Pull out every line below containing the word "ContactFormState".

* * *

impl fmt::Debug for ServerSettings {
    fn fmt(&self, f: &mut fmt::Formatter<'_>) -> fmt::Result {
        f.debug_struct("ServerSettings")
            .field("bind", &self.bind)
            .field("username", &self.username)
            .field("password", &self.password.as_ref().map(|_| "<redacted>"))
            .field("passive_ports", &self.passive_ports)
            .field("passive_address", &self.passive_address)
            .field("cert_path", &self.cert_path)
            .field("key_path", &self.key_path)
            .field("lenient_tls_eof", &self.lenient_tls_eof)
            .field("data_timeout_seconds", &self.data_timeout_seconds)
            .finish()
    }
}

#[derive(Debug, Clone)]
pub struct AlbumSettings {
    pub galleries_dir: PathBuf,
    pub timezone: Tz,
    pub categories: Vec<String>,
}

#[derive(Debug, Clone)]
pub struct SiteSettings {
    pub command: Vec<String>,
    pub working_dir: PathBuf,
    pub manifest: Option<ManifestSettings>,
}

#[derive(Debug, Clone)]
pub struct ManifestSettings {
    pub source: PathBuf,
    pub output: PathBuf,
    pub patterns: Vec<String>,
}

#[derive(Debug, Clone, PartialEq, Eq)]
pub enum TranscriptionSettings {
    /// Local whisper binary with JSON output
    Whisper {
        binary_path: String,
        model: String,
        language: String,
    },

    /// OpenAI-compatible /audio/transcriptions endpoint
    OpenAi { model: String },
}

#[derive(Clone)]
pub struct OpenAiSettings {
    pub base_url: String,
    pub api_key: Option<String>,
    pub chat_model: String,
}

impl fmt::Debug for OpenAiSettings {
    fn fmt(&self, f: &mut fmt::Formatter<'_>) -> fmt::Result {
        f.debug_struct("OpenAiSettings")
            .field("base_url", &self.base_url)
            .field("api_key", &self.api_key.as_ref().map(|_| "<redacted>"))
            .field("chat_model", &self.chat_model)
            .finish()
    }
}

#[derive(Debug, Clone, PartialEq, Eq)]
pub struct VoiceSettings {
    /// Extension of the photo paired with a voice note (replaces `WAV`)
    pub photo_extension: String,
    /// Fail fast when the paired photo is missing
    pub require_paired_photo: bool,
}

impl ResolvedConfig {
    /// Public base URL, required by everything that builds share links
    pub fn require_base_url(&self) -> Result<&str, ConfigError> {
        self.base_url
            .as_deref()
            .ok_or(ConfigError::MissingVar(ENV_BASE_URL))
    }
}

impl ServerSettings {
    /// Account password, required before the server may start
    pub fn require_password(&self) -> Result<&str, ConfigError> {
        self.password
            .as_deref()
            .ok_or(ConfigError::MissingVar(ENV_PASSWORD))
    }
}

pub fn default_categories() -> Vec<String> {
    ["travel", "tech", "foo", "bar", "baz"]
        .iter()
        .map(|c| c.to_string())
        .collect()
}

pub fn default_media_patterns() -> Vec<String> {
    ["*.jpg", "*.jpeg", "*.png", "*.webp"]
        .iter()
        .map(|p| p.to_string())
        .collect()
}

/// Find config file by searching current directory and parents, then ~/.autotag
fn find_config_file() -> Option<PathBuf> {
    if let Ok(mut current) = std::env::current_dir() {
        loop {
            let config_path = paths::project_config(&current);
            if config_path.exists() {
                return Some(config_path);
            }

            if !current.pop() {
                break;
            }
        }
    }

    paths::user_config().filter(|p| p.exists())
}
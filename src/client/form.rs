//! src/client/form.rs
use crate::domain::{ContactForm, ContactSubmission, Field, ValidationErrors};

/// One input control and its error slot.
#[derive(Debug, Clone, Default, PartialEq, Eq)]
pub struct FieldControl {
    pub value: String,
    pub error: String,
    /// Border highlight on the input control.
    pub highlighted: bool,
}

/// Current state of the four form controls, indexed by `Field`.
#[derive(Debug, Clone, Default, PartialEq, Eq)]
pub struct ContactFormState {
    controls: [FieldControl; 4],
}

impl ContactFormState {
    pub fn new() -> Self {
        Self::default()
    }

    pub fn control(&self, field: Field) -> &FieldControl {
        &self.controls[field.index()]
    }

    pub fn set_value(&mut self, field: Field, value: impl Into<String>) {
        self.controls[field.index()].value = value.into();
    }

    pub fn value(&self, field: Field) -> &str {
        &self.control(field).value
    }

    pub fn error(&self, field: Field) -> &str {
        &self.control(field).error
    }

    pub fn is_highlighted(&self, field: Field) -> bool {
        self.control(field).highlighted
    }

    pub fn has_errors(&self) -> bool {
        self.controls
            .iter()
            .any(|control| !control.error.is_empty() || control.highlighted)
    }

    pub fn values(&self) -> ContactForm {
        ContactForm {
            name: self.value(Field::Name).to_owned(),
            email: self.value(Field::Email).to_owned(),
            subject: self.value(Field::Subject).to_owned(),
            message: self.value(Field::Message).to_owned(),
        }
    }

    pub fn clear_errors(&mut self) {
        for control in self.controls.iter_mut() {
            control.error.clear();
            control.highlighted = false;
        }
    }

    pub fn show_errors(&mut self, errors: &ValidationErrors) {
        for (field, error) in errors.iter() {
            let control = &mut self.controls[field.index()];
            control.error = error.to_string();
            control.highlighted = true;
        }
    }

    /// One validation pass. Errors from the previous pass never survive it.
    pub fn validate(&mut self) -> Result<ContactSubmission, ValidationErrors> {
        self.clear_errors();
        let result = self.values().validate();
        if let Err(errors) = &result {
            self.show_errors(errors);
        }
        result
    }

    /// Empties every value and error slot.
    pub fn reset(&mut self) {
        self.controls = Default::default();
    }
}
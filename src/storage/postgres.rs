//! src/storage/postgres.rs
use crate::domain::ContactSubmission;
use crate::storage::{ContactStore, StoreError};
use async_trait::async_trait;
use chrono::Utc;
use sqlx::PgPool;
use uuid::Uuid;

/// Writes into the `contacts` table. Values are always bound, never interpolated.
#[derive(Debug, Clone)]
pub struct PostgresContactStore {
    pool: PgPool,
}

impl PostgresContactStore {
    pub fn new(pool: PgPool) -> Self {
        Self { pool }
    }
}

#[async_trait]
impl ContactStore for PostgresContactStore {
    #[tracing::instrument(
        name = "Saving new contact submission in the database",
        skip(self, submission)
    )]
    async fn insert(&self, submission: &ContactSubmission) -> Result<Uuid, StoreError> {
        let id = Uuid::new_v4();

        sqlx::query(
            r#"
    INSERT INTO contacts (id, name, email, subject, message, received_at)
    VALUES ($1, $2, $3, $4, $5, $6)
            "#,
        )
        .bind(id)
        .bind(submission.name())
        .bind(submission.email())
        .bind(submission.subject())
        .bind(submission.message())
        .bind(Utc::now())
        .execute(&self.pool)
        .await
        .map_err(|e| {
            tracing::error!("Failed to execute query: {:#?}", e);
            e
        })?;

        Ok(id)
    }
}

* * *

Result
pub struct ContactFormState {
impl ContactFormState {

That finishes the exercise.